毎日新聞 2014年05月06日 13時55分(最終更新 05月06日 14時03分)

ツイッターでログアウトしてしまったように見せかけ、メールアドレスやパスワードを入力させる偽サイト=トレンドマイクロ提供(画像を一部加工しています)
ツイッターでログアウトしてしまったように見せかけ、メールアドレスやパスワードを入力させる偽サイト=トレンドマイクロ提供(画像を一部加工しています)

 スマートフォン(スマホ)やタブレット端末を狙った不正なアプリやウェブサイトが増えている。正規のアプリ配信を装って個人情報を入力させたり、有料サイトに誘導したりする被害を受けかねない。どんな危険があり、どのように防げばよいのか。

 情報セキュリティー大手「トレンドマイクロ」によると、個人情報を盗み取ったり金銭をだまし取ったりする目的のスマホ向け不正アプリは、今年3月までに累計200万種類が確認された。2年前は6000種類、昨年9月は100万種類だったことから、急増ぶりが分かる。

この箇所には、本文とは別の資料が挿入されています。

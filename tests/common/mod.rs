//! In-process mock RCON server for integration tests.

#![allow(dead_code)]

use std::net::SocketAddr;
use std::sync::{Arc, Mutex};
use std::time::Duration;
use tokio::io::{AsyncReadExt, AsyncWriteExt};
use tokio::net::{TcpListener, TcpStream};
use vipsync::rcon::{transform, SessionTimings, READ_BUFFER_SIZE};
use vipsync::registry::ServerTarget;

/// How the mock misbehaves, if at all.
#[derive(Debug, Clone, Copy, PartialEq, Eq)]
pub enum Behavior {
    Normal,
    /// Close the connection without sending a key.
    NoKey,
    /// Stop answering after a successful login.
    SilentAfterLogin,
    /// Deliver every reply as two separately obfuscated writes a few ms apart.
    SplitReplies,
}

#[derive(Debug)]
pub struct MockState {
    pub password: String,
    pub vips: Vec<(String, String)>,
    pub commands: Vec<String>,
    pub connections: usize,
}

pub struct MockRconServer {
    pub addr: SocketAddr,
    pub state: Arc<Mutex<MockState>>,
}

impl MockRconServer {
    pub async fn start(
        key: &[u8],
        password: &str,
        vips: &[(&str, &str)],
        behavior: Behavior,
    ) -> Self {
        let listener = TcpListener::bind("127.0.0.1:0").await.unwrap();
        let addr = listener.local_addr().unwrap();
        let state = Arc::new(Mutex::new(MockState {
            password: password.to_string(),
            vips: vips
                .iter()
                .map(|(id, name)| (id.to_string(), name.to_string()))
                .collect(),
            commands: Vec::new(),
            connections: 0,
        }));

        let key = key.to_vec();
        let shared = state.clone();
        tokio::spawn(async move {
            while let Ok((stream, _)) = listener.accept().await {
                shared.lock().unwrap().connections += 1;
                let key = key.clone();
                let shared = shared.clone();
                tokio::spawn(async move {
                    let _ = serve(stream, key, shared, behavior).await;
                });
            }
        });

        Self { addr, state }
    }

    pub fn target(&self, password: &str) -> ServerTarget {
        ServerTarget::new("127.0.0.1", self.addr.port(), password)
    }

    pub fn commands(&self) -> Vec<String> {
        self.state.lock().unwrap().commands.clone()
    }

    pub fn vip_ids(&self) -> Vec<String> {
        self.state
            .lock()
            .unwrap()
            .vips
            .iter()
            .map(|(id, _)| id.clone())
            .collect()
    }

    pub fn connections(&self) -> usize {
        self.state.lock().unwrap().connections
    }
}

pub fn fast_timings() -> SessionTimings {
    SessionTimings {
        connect_timeout: Duration::from_millis(500),
        idle_timeout: Duration::from_millis(300),
        quiescence: Duration::from_millis(20),
        read_buffer_size: READ_BUFFER_SIZE,
    }
}

/// A port with nothing listening on it.
pub fn closed_port() -> u16 {
    let listener = std::net::TcpListener::bind("127.0.0.1:0").unwrap();
    listener.local_addr().unwrap().port()
}

async fn serve(
    mut stream: TcpStream,
    key: Vec<u8>,
    state: Arc<Mutex<MockState>>,
    behavior: Behavior,
) -> std::io::Result<()> {
    if behavior == Behavior::NoKey {
        return stream.shutdown().await;
    }
    stream.write_all(&key).await?;

    let mut logged_in = false;
    let mut buf = vec![0u8; 4096];
    loop {
        let n = stream.read(&mut buf).await?;
        if n == 0 {
            return Ok(());
        }
        let plain = transform(&key, &buf[..n]).unwrap();
        let command = String::from_utf8_lossy(&plain).into_owned();

        let reply = {
            let mut state = state.lock().unwrap();
            state.commands.push(command.clone());
            answer(&mut state, &command, &mut logged_in)
        };

        if behavior == Behavior::SilentAfterLogin && logged_in && !command.starts_with("login ") {
            continue;
        }

        let reply = reply.as_bytes();
        if behavior == Behavior::SplitReplies && reply.len() > 1 {
            // Each write is its own frame, obfuscated from the start of the key.
            let (first, second) = reply.split_at(reply.len() / 2);
            stream.write_all(&transform(&key, first).unwrap()).await?;
            stream.flush().await?;
            tokio::time::sleep(Duration::from_millis(5)).await;
            stream.write_all(&transform(&key, second).unwrap()).await?;
        } else {
            stream.write_all(&transform(&key, reply).unwrap()).await?;
        }
    }
}

fn answer(state: &mut MockState, command: &str, logged_in: &mut bool) -> String {
    if let Some(password) = command.strip_prefix("login ") {
        *logged_in = password == state.password;
        return if *logged_in { "SUCCESS" } else { "FAIL" }.to_string();
    }
    if !*logged_in {
        return "FAIL".to_string();
    }

    if command == "get vipids" {
        let mut reply = state.vips.len().to_string();
        for (id, name) in &state.vips {
            reply.push('\t');
            reply.push_str(&format!("{} \"{}\"", id, name));
        }
        return reply;
    }
    if let Some(rest) = command.strip_prefix("vipadd ") {
        let (id, name) = rest.split_once(' ').unwrap_or((rest, ""));
        state
            .vips
            .push((id.to_string(), name.trim_matches('"').to_string()));
        return "SUCCESS".to_string();
    }
    if let Some(id) = command.strip_prefix("vipdel ") {
        state.vips.retain(|(existing, _)| existing != id);
        return "SUCCESS".to_string();
    }
    "FAIL".to_string()
}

 「最近は不正サイトの増加も著しい」と同社シニアスペシャリストの高橋昌也さんは注意を促す。今年1月末までに累計7万3000件を確認。2年前の5300件に比べて14倍に増えたことになる。パソコン向けを含めた不正サイト全体数は、同期間に4倍増にとどまっており、スマホなどのモバイル端末が主な標的となっていることが分かる。

 200万種類の不正アプリは、ほぼ全てが米グーグル社のOS(基本ソフト)「アンドロイド」搭載機向け。審査の厳しい米アップル社のiPhone(アイフォーン)では4種類しか見つかっていない。

 ◇正規画面そっくり

 一方、どの機種でも危険があるのが不正サイトだ。アプリはインストールしなければ使えないが、ウェブサイトはアイフォーンでもアンドロイドでも同じようにつながる。

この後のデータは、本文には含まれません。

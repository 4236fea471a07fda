//! Client side of the game server's remote console (RCON) protocol.
//!
//! # Wire format
//!
//! ```text
//! server ──► client   key bytes, in the clear, sent once on connect
//! client ──► server   XOR(key, "login <password>")
//! server ──► client   XOR(key, "SUCCESS")
//! client ──► server   XOR(key, "get vipids")
//! server ──► client   XOR(key, "<count>\t<id> \"<name>\"\t...")
//! ```
//!
//! No length prefix or terminator exists; see [`session`] for how replies
//! are delimited.

pub mod codec;
pub mod commands;
pub mod session;

pub use codec::{transform, CodecError, XorKey};
pub use commands::{
    add_vip_command, delete_vip_command, entry_identifier, login_command, parse_vip_entry,
    parse_vip_listing, VipConsole, LIST_VIPS_COMMAND, LOGIN_SUCCESS,
};
pub use session::{
    Connection, Session, SessionTimings, DEFAULT_CONNECT_TIMEOUT, DEFAULT_IDLE_TIMEOUT,
    DEFAULT_QUIESCENCE, READ_BUFFER_SIZE,
};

 不正サイトは、例えばツイッターのログイン画面にそっくりな偽サイトを作り、メールアドレスやパスワードを入力させる。知らずに入力すると、ツイッターのアカウントを乗っ取られるなど悪用される恐れがある。同じIDとパスワードを他のサイトでも使っていると、他のサイトからも情報を盗まれかねない。

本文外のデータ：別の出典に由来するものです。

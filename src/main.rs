use anyhow::{Context, Result};
use clap::Parser;
use colored::Colorize;
use tracing_subscriber::{fmt, prelude::*, EnvFilter};

use vipsync::cli::{Cli, Command, ServerCommand};
use vipsync::config::Config;
use vipsync::records::CsvVipStore;
use vipsync::registry::{JsonServerRegistry, ServerRegistry, ServerTarget};
use vipsync::sync::{Daemon, RunReport, ServerStatus, SyncRunner};

#[tokio::main]
async fn main() -> Result<()> {
    let cli = Cli::parse();

    // RUST_LOG wins over -v/-q.
    let filter =
        EnvFilter::try_from_default_env().unwrap_or_else(|_| EnvFilter::new(cli.log_level()));
    tracing_subscriber::registry()
        .with(fmt::layer().with_target(false).with_writer(std::io::stderr))
        .with(filter)
        .init();

    let mut config = Config::load(cli.config.as_deref()).context("Failed to load config")?;
    cli.apply_overrides(&mut config);
    config.validate().context("Invalid configuration")?;

    let registry = JsonServerRegistry::new(&config.servers_file);
    let store = CsvVipStore::new(&config.vip_file);
    let runner = SyncRunner::new(config.session_timings(), config.match_mode);

    match &cli.command {
        Command::Export => {
            let export = runner
                .export_pass(&registry, &store)
                .await
                .context("Export failed")?;
            print_report(&export.run);
            if export.saved {
                println!(
                    "{} {} VIPs written to {}",
                    "✓".green(),
                    export.entries.len(),
                    store.path().display()
                );
            } else {
                println!(
                    "{} No VIPs collected, {} left untouched",
                    "!".yellow(),
                    store.path().display()
                );
            }
        }
        Command::Import(args) => {
            let report = runner
                .import_pass(&registry, &store, args.policy())
                .await
                .with_context(|| format!("Cannot import from {}", store.path().display()))?;
            print_report(&report);
        }
        Command::Serve(_) => {
            if !store.exists() {
                tracing::warn!(
                    file = %store.path().display(),
                    "record file missing; passes will fail until it exists"
                );
            }
            let daemon = Daemon::new(runner, &registry, &store, config.interval());
            let shutdown = async {
                if let Err(e) = tokio::signal::ctrl_c().await {
                    tracing::error!(error = %e, "cannot listen for Ctrl-C");
                    std::future::pending::<()>().await;
                }
            };
            let passes = daemon.run(shutdown, print_report).await;
            tracing::info!(passes, "stopped");
        }
        Command::Server(cmd) => run_server_command(&registry, cmd)?,
    }

    Ok(())
}

fn run_server_command(registry: &JsonServerRegistry, cmd: &ServerCommand) -> Result<()> {
    match cmd {
        ServerCommand::Add {
            address,
            port,
            password,
        } => {
            let target = registry
                .add(ServerTarget::new(address.clone(), *port, password.clone()))
                .context("Failed to register server")?;
            println!("{} Added {} ({})", "✓".green(), target, target.id);
        }
        ServerCommand::List => {
            let targets = registry.load_targets()?;
            if targets.is_empty() {
                println!("No servers registered in {}", registry.path().display());
            }
            for target in targets {
                println!("{}  {}", target.id.dimmed(), target.to_string().bold());
            }
        }
        ServerCommand::Remove { id } => {
            let removed = registry.remove(id)?;
            println!("{} Removed {} ({})", "✓".green(), removed, removed.id);
        }
    }
    Ok(())
}

fn print_report(report: &RunReport) {
    for outcome in &report.outcomes {
        let status = outcome.status.to_string();
        let status = match outcome.status {
            ServerStatus::Synced(_) | ServerStatus::Exported { .. } => status.green(),
            ServerStatus::AuthenticationFailed => status.yellow(),
            ServerStatus::Failed(_) => status.red(),
        };
        println!("{:<24} {}", outcome.endpoint, status);
    }

    let summary = format!(
        "{} servers: {} ok, {} skipped in {:.1}s",
        report.outcomes.len(),
        report.succeeded(),
        report.unsuccessful(),
        report.duration.as_secs_f64()
    );
    if report.unsuccessful() == 0 {
        println!("{}", summary.bold());
    } else {
        println!("{}", summary.yellow().bold());
    }
}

 別の例では、アプリをインストールするように見せかけて、実際には別のサイトに誘導し、個人情報を入力させたり有料の出会い系サイトに誘導したりするケースがあった。画面上はアップルやグーグルの正規のアプリ配信サービスそっくりに動き、うっかりだまされてしまうという。

 なぜスマホが狙われるのか。高橋さんは「連絡先などの個人情報がパソコンよりも多く価値がある一方、安全対策をしている割合は低いから」と指摘する。

 情報セキュリティー大手「シマンテック」が昨年調べたところ、スマホに何らかのセキュリティーソフトを使っていたのは23%にとどまった。